#### [WORK ORDER]
Please retype all the records below exactly as they read.

[Saved data entries]
__________

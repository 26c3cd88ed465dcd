//! Error types for spark-components
//!
//! Centralized error handling using snafu. Validation failures are not errors:
//! they are [`FieldError`](crate::primitives::FieldError) values shown to the user.

use snafu::Snafu;

/// Main error type for the crate
#[derive(Debug, Snafu)]
#[snafu(visibility(pub(crate)))]
pub enum Error {
    /// The serialized options attribute is not valid JSON
    #[snafu(display("Malformed options for component {component:?}: {source}"))]
    MalformedOptions {
        component: String,
        source: serde_json::Error,
    },

    /// The serialized options attribute parsed, but not to an object
    #[snafu(display("Options for component {component:?} must be a JSON object"))]
    OptionsNotObject { component: String },

    /// The options bag does not fit the component's option schema
    #[snafu(display("Invalid options for component {component:?}: {source}"))]
    InvalidOptions {
        component: String,
        source: serde_json::Error,
    },

    /// A selector string could not be parsed
    #[snafu(display("Invalid selector {selector:?}: {reason}"))]
    Selector { selector: String, reason: String },

    /// The node was removed from the document or never belonged to it
    #[snafu(display("Node {node} is not part of this document"))]
    NodeNotFound { node: String },

    /// Tree mutation rejected (appending a node to itself or its descendant)
    #[snafu(display("Tree operation failed: {source}"))]
    Tree { source: indextree::NodeError },

    /// TOML deserialization error
    #[snafu(display("Config parse error: {source}"))]
    ConfigParse { source: toml::de::Error },
}

/// Result type alias for convenience
pub type Result<T, E = Error> = std::result::Result<T, E>;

__________

#### [RESULT OF THIS EXERCISE]
repository 26c3cd88ed465dcd
//! Error types for spark-components
//!
//! Centralized error handling using snafu. Validation failures are not errors:
//! they are [`FieldError`](crate::primitives::FieldError) values shown to the user.

use snafu::Snafu;

/// Main error type for the crate
#[derive(Debug, Snafu)]
#[snafu(visibility(pub(crate)))]
pub enum Error {
    /// The serialized options attribute is not valid JSON
    #[snafu(display("Malformed options for component {component:?}: {source}"))]
    MalformedOptions {
        component: String,
        source: serde_json::Error,
    },

    /// The serialized options attribute parsed, but not to an object
    #[snafu(display("Options for component {component:?} must be a JSON object"))]
    OptionsNotObject { component: String },

    /// The options bag does not fit the component's option schema
    #[snafu(display("Invalid options for component {component:?}: {source}"))]
    InvalidOptions {
        component: String,
        source: serde_json::Error,
    },

    /// A selector string could not be parsed
    #[snafu(display("Invalid selector {selector:?}: {reason}"))]
    Selector { selector: String, reason: String },

    /// The node was removed from the document or never belonged to it
    #[snafu(display("Node {node} is not part of this document"))]
    NodeNotFound { node: String },

    /// Tree mutation rejected (appending a node to itself or its descendant)
    #[snafu(display("Tree operation failed: {source}"))]
    Tree { source: indextree::NodeError },

    /// TOML deserialization error
    #[snafu(display("Config parse error: {source}"))]
    ConfigParse { source: toml::de::Error },
}

/// Result type alias for convenience
pub type Result<T, E = Error> = std::result::Result<T, E>;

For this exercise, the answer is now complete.